Statistics and additional bioinformatic methods
Unless described differently in the figure legends, data are shown as means with standard deviation as error bars. For binned data plots, genes were sorted and grouped into equally sized bins, which were median-normalized if applicable. The median or mean value of each bin is shown and linear regression was used to illustrate trends. Fitting of the linear model to the data is given as Pearson’s correlation coefficient (r) with corresponding p-value using a Student’s t-test. To test if two linear regressions differ significantly, an analysis of covariances (ANCOVA) was applied. For the calculation of a significant overlap in a Venn diagram a hypergeometric distribution was used. Therefore the total number of base pairs covered by peaks in each ChIP-seq was calculated as well as the number of base pairs in the overlapping region. As population size all promoter regions (-1 kb to +0.5 kb relative to a TSS; total 60,336,000 bp (human) and 46,792,500 bp (mouse)) were used.

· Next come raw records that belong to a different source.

/// Arena-side state of a player character.
#[derive(Debug, Clone)]
pub struct Player {
    pub entity: EntityId,
    pub stats: StatModel,
    pub resolver: ActionResolver,
    pub rotation: Rotation,
    pub cursor: RotationCursor,
    pub default_target: EntityId,
    pub auto_attack_potency: Option<f64>,
}

pub struct Arena {
    now: Millis,
    seq: u64,
    queue: BinaryHeap<Scheduled>,
    entities: Vec<Entity>,
    players: BTreeMap<EntityId, Player>,
    targets: Vec<EntityId>,
    registry: Arc<ActionRegistry>,
    pull_at: Millis,
    stop_at: Option<Millis>,
    ended_at: Option<Millis>,
    server_tick_ms: Option<Millis>,
    resource_poll_ms: Millis,
    next_record: usize,
    /// Source of expiry generations; never reused within a fight.
    status_gen: u64,
    trace: Option<Vec<TraceEntry>>,
    markers: Vec<MarkerPoint>,
}
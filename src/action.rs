//! Action registry and the effect capability the resolver invokes.
//!
//! Job logic stays outside the engine: an action is a cost/cooldown/combo
//! description plus an [`ActionEffect`]. The built-in effects cover what a
//! config file can express; callers may register their own implementations.

use serde::{Deserialize, Serialize};
use std::collections::{BTreeMap, HashMap};
use std::fmt;
use std::sync::Arc;

use crate::arena::{Arena, Millis};
use crate::config::{ActionRef, EffectConfig, SimulationConfig};
use crate::entity::{EntityId, StatusId, StatusSpec};
use crate::error::{Result, SimError};
use crate::formula::DamageKind;
use crate::resolver::BASE_GCD_MS;

#[derive(Debug, Clone, Copy, PartialEq, Eq, PartialOrd, Ord, Hash, Serialize, Deserialize)]
pub struct ActionId(pub u32);

/// How an action moves the combo token.
#[derive(Debug, Clone, Copy, PartialEq, Eq, Default, Serialize, Deserialize)]
#[serde(rename_all = "snake_case")]
pub enum ComboAction {
    /// Leaves the token untouched.
    #[default]
    Neutral,
    Start,
    Continue,
    Break,
}

/// Which side of the cast an effect lands on.
#[derive(Debug, Clone, Copy, PartialEq, Eq, Default, Serialize, Deserialize)]
#[serde(rename_all = "snake_case")]
pub enum EffectTarget {
    #[default]
    Target,
    Caster,
}

#[derive(Debug, Clone, PartialEq)]
pub struct ResourceCost {
    pub resource: String,
    pub amount: f64,
}

/// Capability invoked by the resolver once an action's preconditions pass.
pub trait ActionEffect: Send + Sync + fmt::Debug {
    fn apply(&self, ctx: &mut EffectContext<'_>) -> Result<()>;
}

/// Registered ability.
#[derive(Debug, Clone)]
pub struct ActionDef {
    pub id: ActionId,
    pub name: String,
    pub gcd: bool,
    /// GCD recast for plain GCD actions, the cooldown otherwise.
    pub recast_ms: Millis,
    /// GCD lock of a GCD action that also has its own cooldown.
    pub gcd_recast_ms: Option<Millis>,
    pub cooldown_group: Option<String>,
    pub max_charges: u32,
    pub cast_time_ms: Millis,
    pub animation_lock_ms: Millis,
    pub damage_delay_ms: Millis,
    pub cost: Vec<ResourceCost>,
    pub combo_requires: Option<ActionId>,
    pub combo: ComboAction,
    pub effect: Arc<dyn ActionEffect>,
}

impl ActionDef {
    pub fn new(id: ActionId, name: impl Into<String>, effect: Arc<dyn ActionEffect>) -> Self {
        Self {
            id,
            name: name.into(),
            gcd: false,
            recast_ms: 0,
            gcd_recast_ms: None,
            cooldown_group: None,
            max_charges: 1,
            cast_time_ms: 0,
            animation_lock_ms: crate::resolver::ANIMATION_LOCK_MS,
            damage_delay_ms: 0,
            cost: Vec::new(),
            combo_requires: None,
            combo: ComboAction::Neutral,
            effect,
        }
    }

    pub fn gcd(id: ActionId, name: impl Into<String>, recast_ms: Millis, effect: Arc<dyn ActionEffect>) -> Self {
        Self {
            gcd: true,
            recast_ms,
            ..Self::new(id, name, effect)
        }
    }

    pub fn ogcd(id: ActionId, name: impl Into<String>, cooldown_ms: Millis, effect: Arc<dyn ActionEffect>) -> Self {
        Self {
            recast_ms: cooldown_ms,
            ..Self::new(id, name, effect)
        }
    }

    /// Whether the action has its own cooldown track besides the GCD.
    pub fn has_cooldown(&self) -> bool {
        self.cooldown_group.is_some()
            || self.max_charges > 1
            || (self.recast_ms > 0 && (!self.gcd || self.gcd_recast_ms.is_some()))
    }

    /// Unscaled GCD lock of a GCD action.
    ///
    /// When `recast_ms` belongs to the action's own cooldown, the lock falls
    /// back to [`BASE_GCD_MS`] unless `gcd_recast_ms` says otherwise.
    pub fn gcd_recast(&self) -> Millis {
        match self.gcd_recast_ms {
            Some(ms) => ms,
            None if self.has_cooldown() => BASE_GCD_MS,
            None => self.recast_ms,
        }
    }
}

To test significant changes after Miz1 restoration in Miz1∆POZ/∆POZ fibroblasts a paired two-sided t-test was applied. Changes in Myc and Miz1 occupancies after doxycycline-induced Myc-repression in T-lymphocytes were tested to be statistically different from 0 using a one-sample t-test. To test significant changes in cell size, BrdU positive cells, RNA amount and QPCR results Student’s t-tests were applied.
Functional analysis of gene groups was performed using DAVID35. Gene set enrichment analysis (GSEA) were performed with the C2 gene sets from the MSigDB (www.broadinstitute.org/gsea/msigdb). The number of permutations was set to 1000 and significant (p<0.005) gene sets related to Myc were selected. Binding motifs in Myc peaks within promoters of Myc-regulated genes were identified using the DREME algorithm within the MEME suite 36. A region +/-100 bps around the summit of a Myc peak was analysed.
For classification of MYCN amplified tumours, regulated genes from Myc-depleted HeLa cells (FC>1.5) and Myc-induced U2OS cells (FC>2, p adj<0.01) were converted into probe sets and duplicates were removed. These probe sets were used to compare to 38 datasets containing 19 N-Myc amplified and 19 non-amplified samples by using a linear SVM algorithm (Support Vector Machine). The training set consisted of 96 samples. The accuracy gives the relative number of correct predictions and the Matthews correlation coefficient illustrated the fitting to the model.
Animal Studies
Power analysis was used to calculate the minimum number of mice required in each cohort to enable us to detect a significant change in survival, based on previous survival analyses in our lab. Numbers of animals were as follows: Miz+/+ (n=15); MizΔPOZ/+ (n=27); MizΔPOZ/ΔPOZ (n=16); Myc+/+ (n=36); Mycfl/+ (n=25). All animals were included in analysis, however animals that required to be euthanized due to non-pancreatic disease (such as lymphoma, papillomas exceeding size limits) were censored and are shown on the Kaplan-Meier curves as cross-marks. Cohorts of mice were allocated to experimental groups based on genotype. Investigators responsible for monitoring and determining the endpoints of individual mice were blinded to their genotype.
Extended Data
Extended Data Figure 1. Characterization of U2OS cells expressing a doxycycline-inducible allele of Myc.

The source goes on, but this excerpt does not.